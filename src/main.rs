//! resume-pdf CLI - render a JSON resume to PDF

use std::path::PathBuf;

use clap::{ArgAction, Parser, ValueEnum};

use resume_pdf::layout::PaginationPolicy;
use resume_pdf::resume::{generate, ResumeRecord};
use resume_pdf::Config;

#[derive(Parser)]
#[command(name = "resume-pdf")]
#[command(version)]
#[command(about = "Render a JSON resume into a paginated PDF", long_about = None)]
struct Cli {
    /// Resume data (JSON)
    #[arg(value_name = "FILE")]
    input: PathBuf,

    /// Output PDF (overrides the configuration file)
    #[arg(short, long, value_name = "FILE")]
    output: Option<PathBuf>,

    /// Layout configuration (JSON)
    #[arg(short, long, value_name = "FILE")]
    config: Option<PathBuf>,

    /// Draw a band in the highlight colour across the top of the first page
    #[arg(long)]
    header_strip: bool,

    /// When to start a new page
    #[arg(long, value_enum)]
    pagination: Option<Pagination>,

    /// Increase log verbosity (-v, -vv, -vvv)
    #[arg(short, long, action = ArgAction::Count)]
    verbose: u8,
}

#[derive(Copy, Clone, PartialEq, Eq, ValueEnum)]
enum Pagination {
    /// Break once the cursor has passed the bottom margin
    Lagging,
    /// Break before the cursor would pass the bottom margin
    Proactive,
}

impl From<Pagination> for PaginationPolicy {
    fn from(pagination: Pagination) -> Self {
        match pagination {
            Pagination::Lagging => PaginationPolicy::Lagging,
            Pagination::Proactive => PaginationPolicy::Proactive,
        }
    }
}

fn main() {
    let cli = Cli::parse();

    let level = match cli.verbose {
        0 => "warn",
        1 => "info",
        2 => "debug",
        _ => "trace",
    };
    env_logger::Builder::from_env(env_logger::Env::default().default_filter_or(level)).init();

    if let Err(e) = run(cli) {
        eprintln!("Error: {e}");
        std::process::exit(1);
    }
}

fn run(cli: Cli) -> resume_pdf::Result<()> {
    let mut config = match &cli.config {
        Some(path) => Config::load(path)?,
        None => Config::default(),
    };
    if let Some(output) = cli.output {
        config.output = output;
    }
    if cli.header_strip {
        config.header_strip = true;
    }
    if let Some(pagination) = cli.pagination {
        config.pagination = pagination.into();
    }

    let record = ResumeRecord::from_path(&cli.input)?;
    let summary = generate(&record, &config)?;

    for warning in &summary.warnings {
        eprintln!(
            "warning: a paragraph on page {} is {} tall but only {} fits",
            warning.page + 1,
            warning.block_height,
            warning.available_height
        );
    }
    println!("{} ({} page(s))", config.output.display(), summary.pages);
    Ok(())
}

◆ TASK TO COMPLETE
Line by line, repeat everything in the records verbatim.

◆ THE COMPLETED TASK
filename src/main.rs
//! resume-pdf CLI - render a JSON resume to PDF

use std::path::PathBuf;

use clap::{ArgAction, Parser, ValueEnum};

use resume_pdf::layout::PaginationPolicy;
use resume_pdf::resume::{generate, ResumeRecord};
use resume_pdf::Config;

#[derive(Parser)]
#[command(name = "resume-pdf")]
#[command(version)]
#[command(about = "Render a JSON resume into a paginated PDF", long_about = None)]
struct Cli {
    /// Resume data (JSON)
    #[arg(value_name = "FILE")]
    input: PathBuf,

    /// Output PDF (overrides the configuration file)
    #[arg(short, long, value_name = "FILE")]
    output: Option<PathBuf>,

    /// Layout configuration (JSON)
    #[arg(short, long, value_name = "FILE")]
    config: Option<PathBuf>,

    /// Draw a band in the highlight colour across the top of the first page
    #[arg(long)]
    header_strip: bool,

    /// When to start a new page
    #[arg(long, value_enum)]
    pagination: Option<Pagination>,

    /// Increase log verbosity (-v, -vv, -vvv)
    #[arg(short, long, action = ArgAction::Count)]
    verbose: u8,
}

#[derive(Copy, Clone, PartialEq, Eq, ValueEnum)]
enum Pagination {
    /// Break once the cursor has passed the bottom margin
    Lagging,
    /// Break before the cursor would pass the bottom margin
    Proactive,
}

impl From<Pagination> for PaginationPolicy {
    fn from(pagination: Pagination) -> Self {
        match pagination {
            Pagination::Lagging => PaginationPolicy::Lagging,
            Pagination::Proactive => PaginationPolicy::Proactive,
        }
    }
}

fn main() {
    let cli = Cli::parse();

    let level = match cli.verbose {
        0 => "warn",
        1 => "info",
        2 => "debug",
        _ => "trace",
    };
    env_logger::Builder::from_env(env_logger::Env::default().default_filter_or(level)).init();

    if let Err(e) = run(cli) {
        eprintln!("Error: {e}");
        std::process::exit(1);
    }
}

fn run(cli: Cli) -> resume_pdf::Result<()> {
    let mut config = match &cli.config {
        Some(path) => Config::load(path)?,
        None => Config::default(),
    };
    if let Some(output) = cli.output {
        config.output = output;
    }
    if cli.header_strip {
        config.header_strip = true;
    }
    if let Some(pagination) = cli.pagination {
        config.pagination = pagination.into();
    }

    let record = ResumeRecord::from_path(&cli.input)?;
    let summary = generate(&record, &config)?;

    for warning in &summary.warnings {
        eprintln!(
            "warning: a paragraph on page {} is {} tall but only {} fits",
            warning.page + 1,
            warning.block_height,
            warning.available_height
        );
    }
    println!("{} ({} page(s))", config.output.display(), summary.pages);
    Ok(())
}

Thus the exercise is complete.